Cet état des choses est très mauvais. Ça ne durera pas. Les palestiniens doivent impérativement trouver une solution. S’emparer du pouvoir par la force n’est pas la bonne solution.
En tant que palestinien chrétien comment ressentez-vous la montée du Hamas ?
Je n’ai rien à ressentir en tant que chrétien vis-à-vis du Hamas car notre problème n’est pas un problème religieux. Les palestiniens n’ont pas, entre eux, de problème religieux. Nous avons l’habitude de nous battre ensemble et nous avons aussi l’habitude de vivre ensemble. Notre problème avec le Hamas est politique bien plus qu’il n’est religieux. Le Hamas fait partie de la société palestinienne, il n’est pas notre ennemi.

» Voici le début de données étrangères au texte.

use super::*;
use arcade_execution::{mocks::ManualClock, Memory};
use arcade_types::{
    casino::{ClimbPhase, Multiplier, Wager, ERROR_NO_SESSION},
    execution::{AdminCommand, Command, Event, OutcomeKind},
    AccountId,
};
use console::{serve, Request, Response};
use engine::Engine;
use std::sync::Arc;
use tokio::sync::mpsc;

const SAMPLE: &str = r#"
directory: /tmp/arcade
log_level: debug
json_logs: true
pick_positions: 3
market:
  period_secs: 60
  history_capacity: 10
  floor: 0.5
  drift: 0.05
  weekend_drift: 0.1
rng_seed: 42
"#;

fn sample() -> ValidatedConfig {
    let config: Config = serde_yaml::from_str(SAMPLE).unwrap();
    config.validate().unwrap()
}

#[test]
fn test_config_defaults_and_overrides() {
    let config = sample();
    assert_eq!(config.directory, PathBuf::from("/tmp/arcade"));
    assert_eq!(config.log_level, Level::DEBUG);
    assert!(config.json_logs);
    assert_eq!(config.layer.min_wager, MIN_WAGER);
    assert_eq!(config.layer.pick_positions, 3);
    assert_eq!(config.layer.duel_window_secs, DUEL_WINDOW_SECS);
    assert_eq!(config.climb_tick, Duration::from_millis(CLIMB_TICK_MILLIS));
    assert_eq!(config.reaper_interval, Duration::from_secs(15));
    assert_eq!(config.rng_seed, Some(42));

    let market = &config.layer.market;
    assert_eq!(market.period, Duration::from_secs(60));
    assert_eq!(market.history_capacity, 10);
    assert_eq!(market.floor, "0.5".parse::<Decimal>().unwrap());
    assert_eq!(
        market.drift,
        DriftProfile::Weekly {
            weekday: DriftRange::symmetric(0.05),
            weekend: DriftRange::symmetric(0.1),
        }
    );
}

#[test]
fn test_config_rejects_bad_values() {
    let mut config: Config = serde_yaml::from_str(SAMPLE).unwrap();
    config.log_level = "loud".to_string();
    assert!(matches!(
        config.validate(),
        Err(ConfigError::InvalidLogLevel { .. })
    ));

    let mut config: Config = serde_yaml::from_str(SAMPLE).unwrap();
    config.pick_positions = 0;
    assert!(matches!(
        config.validate(),
        Err(ConfigError::InvalidNonZero {
            field: "pick_positions",
            ..
        })
    ));

    let mut config: Config = serde_yaml::from_str(SAMPLE).unwrap();
    config.market.floor = 0.001;
    assert!(matches!(
        config.validate(),
        Err(ConfigError::OutOfRange {
            field: "market.floor",
            ..
        })
    ));

    let mut config: Config = serde_yaml::from_str(SAMPLE).unwrap();
    config.market.drift = 1.5;
    assert!(matches!(
        config.validate(),
        Err(ConfigError::OutOfRange {
            field: "market.drift",
            ..
        })
    ));
}

fn engine() -> Engine {
    Engine::with_store(
        &sample(),
        Arc::new(Memory::default()),
        Arc::new(ManualClock::new(1_700_000_000)),
    )
}

fn line(request: &Request) -> String {
    let mut line = serde_json::to_string(request).unwrap();
    line.push('\n');
    line
}

#[tokio::test]
async fn test_console_round_trip() {
    let engine = engine();
    let alice = AccountId::from("alice");
    let mut input = String::new();
    input.push_str(&line(&Request::Admin {
        command: AdminCommand::SetBalance {
            account: alice.clone(),
            amount: 500,
        },
    }));
    input.push_str("\n{not json}\n");
    input.push_str(&line(&Request::Play {
        caller: alice.clone(),
        command: Command::PickChoose { position: 1 },
    }));
    input.push_str(&line(&Request::Play {
        caller: alice.clone(),
        command: Command::Profile { account: None },
    }));

    let (tx, mut rx) = mpsc::channel(16);
    serve(
        engine.layer().clone(),
        engine.climb_tick(),
        input.as_bytes(),
        tx,
    )
    .await
    .unwrap();

    let mut responses = Vec::new();
    while let Some(response) = rx.recv().await {
        responses.push(response);
    }
    assert_eq!(responses.len(), 4);
    assert!(matches!(&responses[0], Response::Receipt(receipt) if receipt.balance == 500));
    assert!(matches!(&responses[1], Response::Malformed { .. }));
    assert!(matches!(
        &responses[2],
        Response::Rejected {
            kind: OutcomeKind::NoSession,
            code: ERROR_NO_SESSION,
            ..
        }
    ));
    let Response::Receipt(receipt) = &responses[3] else {
        panic!("unexpected response {:?}", responses[3]);
    };
    assert!(matches!(
        &receipt.event,
        Event::Profile { balance: 500, .. }
    ));
}

#[tokio::test]
async fn test_console_streams_climb_frames() {
    let engine = engine();
    let alice = AccountId::from("alice");
    engine.layer().ledger().set_balance(&alice, 1_000).await;

    let mut input = line(&Request::Play {
        caller: alice.clone(),
        command: Command::ClimbStart {
            wager: Wager::Amount(100),
            target: Multiplier::from_hundredths(120),
        },
    });
    input.push_str(&line(&Request::WatchClimb {
        caller: alice.clone(),
    }));

    // Fast ticks keep the test short.
    let (tx, mut rx) = mpsc::channel(64);
    serve(
        engine.layer().clone(),
        Duration::from_millis(1),
        input.as_bytes(),
        tx,
    )
    .await
    .unwrap();

    let mut frames = Vec::new();
    while let Some(response) = rx.recv().await {
        if let Response::Frame(frame) = response {
            frames.push(frame);
        }
    }
    let last = frames.last().expect("no frames streamed");
    assert!(matches!(last.phase, ClimbPhase::CashedOut | ClimbPhase::Crashed));
    assert!(last.crash_point.is_some());
}

#[tokio::test]
async fn test_background_tasks_stop_on_shutdown() {
    let engine = engine();
    let (shutdown_tx, shutdown_rx) = tokio::sync::watch::channel(false);
    let tasks = engine.start(shutdown_rx);
    shutdown_tx.send(true).unwrap();
    for task in tasks {
        task.await.unwrap();
    }
    // The first market tick is immediate; histories may already hold a point.
    let quotes = engine.layer().market().quotes().await;
    assert_eq!(quotes.len(), 3);
}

Quelles sont, selon vous, les options concernant la division entre les territoires et la division entre Hamas et Fatah?
Une chose est certaine: ce problème doit
être résolu au plus vite et il le sera sans doute dans un
futur proche. Nous ne pouvons pas vivre de la sorte, avec le
Hamas au pouvoir à Gaza et le Fatah en Cisjordanie. C’est
complètement absurde. Ce que les Israéliens ont fait, en nous
divisant, suffit largement. Si les palestiniens se mettent
maintenant à faire la même chose, la situation devient
complètement ridicule.
Après l’élection du Hamas et l’entrée de ses membres au
gouvernement, les robinets ont été fermés. Nous avons été
punis collectivement, et la vie culturelle en est affectée.
Ceci est absurde et injuste, on essaie de nous imposer des
actions sans jamais nous donner le choix. La culture et
l’éducation sont en outre nos seuls outils pour faire face à
la montée du Hamas.
Pensez-vous que cette situation aggrave les relations avec Israël ? Quelles sont les possibilités de négociations?
Israël tire tous les bénéfices de cette situation et les Israéliens profitent ce que nous nous infligeons à nous-mêmes. Mais Israël se trompe en refusant de résoudre le problème et en reportant constamment les négociations. Ils pensent encore que c’est en maintenant le status quo que le problème sera résolu. Cette attitude a fonctionné en 1948 mais elle ne fonctionne plus à l’heure actuelle parce que les palestiniens, en tous les cas je l’espère, ont compris la leçon et ne donneront pas à Israël la possibilité de maintenir cette situation éternellement. Aujourd’hui, les Palestiniens sont plus de 3 millions et demi ici et 6 millions à l’étranger. Il faut absolument trouver une solution, le monde entier --et en particulier l’Europe-- est responsable et doit trouver une solution. Et l’Europe ne prend aucune initiative dans ce domaine. Je souhaite qu’une solution soit trouvée dans les plus brefs délais. Dans le cas contraire, cette région s’expose à vivre des temps désastreux.